Broadway Project is the pseudonym for the British electronic musician Dan Berridge, who hails from Bristol, England. Reviewers often describe the music as "cinematic" and it combines elements of ambient, jazz and hip hop. The epic nature of his records has led to him being commissioned to write scores for a number of feature films and British television programs. He has released three albums to date and scored the music for five feature films.

==Discography==
- Compassion (2000, Memphis Industries, Cat no.: MI014CD)
- Compassion (2001, Eighteenth Street Lounge Music, Cat no.: ESL046)

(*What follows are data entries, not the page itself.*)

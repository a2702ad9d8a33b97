use rand::{Rng, SeedableRng, rngs::StdRng};
use tracing::info;
use trellis::{
    Button, ClickContext, DisplayContext, DrawCmd, Expanse, Padding, Rect, Widget, WidgetBase,
    WidgetName,
};
use trellis_widgets::{ScrollConfig, ScrollableList};

/// Glyphs cycled through for row fills.
const GLYPHS: &[char] = &['a', 'b', 'c', 'd', 'e', 'f'];

/// A fixed-height list row.
pub struct Row {
    /// Shared widget state.
    base: WidgetBase,
    /// Row label.
    label: WidgetName,
    /// Fill glyph.
    fill: char,
}

impl Row {
    /// A row of the given height; the list assigns its width.
    pub fn new(index: usize, height: u32) -> Self {
        Self {
            base: WidgetBase::sized(0, height),
            label: WidgetName::convert(&format!("row {index}")),
            fill: GLYPHS[index % GLYPHS.len()],
        }
    }
}

impl Widget for Row {
    fn base(&self) -> &WidgetBase {
        &self.base
    }

    fn base_mut(&mut self) -> &mut WidgetBase {
        &mut self.base
    }

    fn clicked(&mut self, ctx: &ClickContext, button: Button) {
        info!(row = %self.label, ?button, x = ctx.mouse.x, y = ctx.mouse.y, "row clicked");
    }

    fn display(&self, ctx: &mut DisplayContext) {
        ctx.draw(&self.label, self.base.rect().expanse().rect(), self.fill);
    }

    fn name(&self) -> WidgetName {
        self.label.clone()
    }
}

/// How row heights are chosen.
#[derive(Debug, Clone, Copy, PartialEq, Eq)]
pub enum RowHeights {
    /// Every row has the same height.
    Fixed(u32),
    /// Heights drawn uniformly from `min..=max` with a seeded generator.
    Random {
        /// Smallest row height.
        min: u32,
        /// Largest row height.
        max: u32,
        /// Generator seed.
        seed: u64,
    },
}

/// Settings for a list gym run.
#[derive(Debug, Clone)]
pub struct ListGym {
    /// List size on screen.
    pub size: Expanse,
    /// Number of rows.
    pub rows: usize,
    /// Row height policy.
    pub heights: RowHeights,
    /// List padding.
    pub padding: Padding,
    /// Snap the render offset to row tops.
    pub snap: bool,
    /// Keep the view pinned to the bottom.
    pub stick_to_bottom: bool,
    /// Scroll tuning.
    pub config: ScrollConfig,
}

impl Default for ListGym {
    fn default() -> Self {
        Self {
            size: Expanse::new(200, 120),
            rows: 12,
            heights: RowHeights::Fixed(20),
            padding: Padding::zero(),
            snap: false,
            stick_to_bottom: false,
            config: ScrollConfig::default(),
        }
    }
}

impl ListGym {
    /// The row heights this gym will use.
    pub fn row_heights(&self) -> Vec<u32> {
        match self.heights {
            RowHeights::Fixed(h) => vec![h; self.rows],
            RowHeights::Random { min, max, seed } => {
                let mut rng = StdRng::seed_from_u64(seed);
                (0..self.rows)
                    .map(|_| rng.random_range(min..=max.max(min)))
                    .collect()
            }
        }
    }

    /// Build the list and run its first frame.
    pub fn build(&self) -> ScrollableList {
        let mut list = ScrollableList::with_config(self.config);
        list.set_geometry(self.size.rect());
        list.set_padding(self.padding);
        list.set_snap_offset(self.snap);
        list.set_stick_to_bottom(self.stick_to_bottom);
        for (i, h) in self.row_heights().into_iter().enumerate() {
            list.add_item(Row::new(i, h));
        }
        list.run_recursive();
        list
    }
}

/// Feed one wheel movement through a click dispatch and advance a frame.
pub fn scroll(list: &mut ScrollableList, dy: i32) {
    let r: Rect = list.base().rect();
    let centre = (
        (r.tl.x + r.w / 2) as i32,
        (r.tl.y + r.h / 2) as i32,
    );
    list.process_click_recursive(&ClickContext::wheel(centre, dy), Button::Middle, false);
    list.run_recursive();
    info!(
        dy,
        position = list.scrollbar().position(),
        offset = list.clip_view().top_offset(),
        "scrolled"
    );
}

/// Display the list into a fresh display list covering `screen`.
pub fn display(list: &mut ScrollableList, screen: Expanse) -> Vec<DrawCmd> {
    let mut ctx = DisplayContext::new(screen);
    list.display_recursive(&mut ctx);
    ctx.into_commands()
}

- For the One EP (2002, Memphis Industries)
- The Vessel (2003, Memphis Industries, Cat no.: MI031CD)
- In Finite (30 May 2005, Grand Central Records, Cat no.: GCCD140)
- One Divided Soul (2009, ODS Recordings)
- Better Things Original Soundtrack (2009, ODS Recordings)
- Here is Always Somewhere Else - The Life of Bas Jan Ader Original Soundtrack (2009, ODS Recordings)
- One Divided Remix (2009, ODS Recordings)

A second version of Compassion was released in 2002, with an additional disc containing early singles and rarities (cat no. MI014CD2).